La mujer sin cabeza

Known in English language countries as The Headless Woman, Lucrecia Martel’s La mujer sin cabeza is really more of an Argetinian film than anything else; there was some Italian (and French and German) involvement on the production side, but that’s it.  Produced by Pedro Almodóvar, among others, this received some very favorable reviews when it played at festivals around the world, and even had a theatrical release in the UK (albeit in February 2010!)

Here’s the Guardian review, by Philip French:

Six years ago the Argentinian moviemaker Lucrecia Martel made an extraordinary movie, La Niña Santa (The Holy Girl), much influenced by Luis Buñuel and Pedro Almodóvar, who produced it along with his brother. Set in a town in northern Argentina, it’s a mysterious film with no formal exposition, looking at the world through the eyes of a brooding 16-year-old girl who attends some sort of church school. Her mother owns a decaying, once fashionable spa, seemingly a metaphor for a decaying society, and at the centre of the film is a transgressive act by a doctor that leads to the girl informing on him and betraying a friend.

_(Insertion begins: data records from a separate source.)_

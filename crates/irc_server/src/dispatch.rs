//! Command dispatch table: uppercased command name -> handler function pointer.
//!
//! Reimplemented as a `HashMap<&'static str, fn(...)>` of free functions rather than a
//! pointer-to-member-function table. A handler never unwinds: any [`IrcError`] it returns is
//! converted to a numeric reply by [`dispatch`] itself, so the event loop only ever sees
//! `Outcome`.

use std::collections::HashMap;

use crate::errors::IrcError;
use crate::handlers;
use crate::message::Message;
use crate::server::Server;

#[derive(Debug, Clone, Copy, PartialEq, Eq)]
pub enum Outcome {
    Continue,
    Disconnect,
}

pub type HandlerFn = fn(&mut Server, i32, &Message) -> Result<Outcome, IrcError>;
pub type DispatchTable = HashMap<&'static str, HandlerFn>;

pub fn build_table() -> DispatchTable {
    let mut t: DispatchTable = HashMap::new();

    t.insert("PASS", handlers::registration::pass);
    t.insert("NICK", handlers::registration::nick);
    t.insert("USER", handlers::registration::user);
    t.insert("QUIT", handlers::registration::quit);
    t.insert("PING", handlers::registration::ping);
    t.insert("PONG", handlers::registration::pong);
    t.insert("CAP", handlers::registration::cap);

    t.insert("JOIN", handlers::channel::join);
    t.insert("PART", handlers::channel::part);
    t.insert("TOPIC", handlers::channel::topic);
    t.insert("MODE", handlers::channel::mode);
    t.insert("INVITE", handlers::channel::invite);
    t.insert("KICK", handlers::channel::kick);
    t.insert("NAMES", handlers::channel::names);
    t.insert("LIST", handlers::channel::list);

    t.insert("PRIVMSG", handlers::messaging::privmsg);
    t.insert("NOTICE", handlers::messaging::notice);
    t.insert("AWAY", handlers::messaging::away);
    t.insert("WALLOPS", handlers::messaging::wallops);

    t.insert("WHO", handlers::query::who);
    t.insert("WHOIS", handlers::query::whois);
    t.insert("WHOWAS", handlers::query::whowas);
    t.insert("ISON", handlers::query::ison);
    t.insert("USERHOST", handlers::query::userhost);
    t.insert("VERSION", handlers::query::version);
    t.insert("INFO", handlers::query::info);
    t.insert("ADMIN", handlers::query::admin);
    t.insert("TIME", handlers::query::time);

    t
}

/// Looks up `message.command` (already uppercased by the parser) and runs its handler,
/// converting any returned [`IrcError`] into a numeric reply. Unknown commands get
/// `ERR_UNKNOWNCOMMAND` (421); commands from an unregistered connection other than the
/// handshake set get `ERR_NOTREGISTERED` (451).
pub fn dispatch(server: &mut Server, fd: i32, message: &Message) -> Outcome {
    const PRE_REGISTRATION_ALLOWED: &[&str] = &["PASS", "NICK", "USER", "QUIT", "PING", "PONG", "CAP"];

    let registered = server.users.get(&fd).map(|u| u.is_registered()).unwrap_or(false);
    if !registered && !PRE_REGISTRATION_ALLOWED.contains(&message.command.as_str()) {
        server.send_numeric(
            fd,
            crate::constants::ERR_NOTREGISTERED_NB,
            &[],
            crate::constants::ERR_NOTREGISTERED_STR,
        );
        return Outcome::Continue;
    }

    let Some(&handler) = build_table_ref(server).get(message.command.as_str()) else {
        server.send_numeric(
            fd,
            crate::constants::ERR_UNKNOWNCOMMAND_NB,
            &[&message.command],
            crate::constants::ERR_UNKNOWNCOMMAND_STR,
        );
        return Outcome::Continue;
    };

    match handler(server, fd, message) {
        Ok(outcome) => outcome,
        Err(err) => {
            log::debug!("fd {fd} command {} failed: {err}", message.command);
            Outcome::Continue
        }
    }
}

/// The dispatch table never changes at runtime, so [`Server`] builds it once at construction;
/// this just hands back a reference for lookup without borrowing `server` mutably twice.
fn build_table_ref(server: &Server) -> &DispatchTable {
    server.dispatch_table()
}

#[cfg(test)]
mod tests {
    use super::*;

    #[test]
    fn table_has_every_documented_command() {
        let t = build_table();
        for cmd in [
            "PASS", "NICK", "USER", "QUIT", "PRIVMSG", "NOTICE", "AWAY", "WHO", "WHOIS", "WHOWAS",
            "MODE", "TOPIC", "JOIN", "PART", "INVITE", "KICK", "NAMES", "LIST", "WALLOPS", "PING",
            "PONG", "ISON", "USERHOST", "VERSION", "INFO", "ADMIN", "TIME",
        ] {
            assert!(t.contains_key(cmd), "missing handler for {cmd}");
        }
    }
}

Martel’s first film since then, La Mujer sin Cabeza (The Headless Woman) is similarly oblique. Once again the viewpoint is subjective and the audience left to infer relationships and work out what’s going on. The plot, however, turns on that familiar movie device that goes back via The Great Gatsby to Dickens’s A Tale of Two Cities. This is the hit-and-run story, the offence invariably committed by someone of the privileged classes, the victim always from the oppressed lower orders. Verónica (María Onetto), a good-looking, middle-aged dentist, is driving along a country road when she’s distracted by her cellphone and appears to hit something. She breaks hard, bangs her head, sits for a while, looks back and drives on. From then on her life is a nightmare of confusion and guilt, and we are compelled to share her distorted vision.

A child from a peasant family has disappeared in the area and is eventually discovered in a storm drain. Was he her victim? Were the fingerprints on the car’s window his or those of her own child? With a touch of Hitchcock’s The Lady Vanishes, all records of her visit to the hospital, her stay at a hotel that night and any marks on the car have disappeared, the work of a male conspiracy involving her husband, her lover and a relative. It’s an intriguing film, more alienating than involving, that ends abruptly and in my view unsatisfactorily. Some people whose opinion I respect regard it as a masterpiece, but after a single viewing I can’t share this view.

As this isn’t really an Italian film, I’m not going to cover this in any more depth, intriguing though it sounds!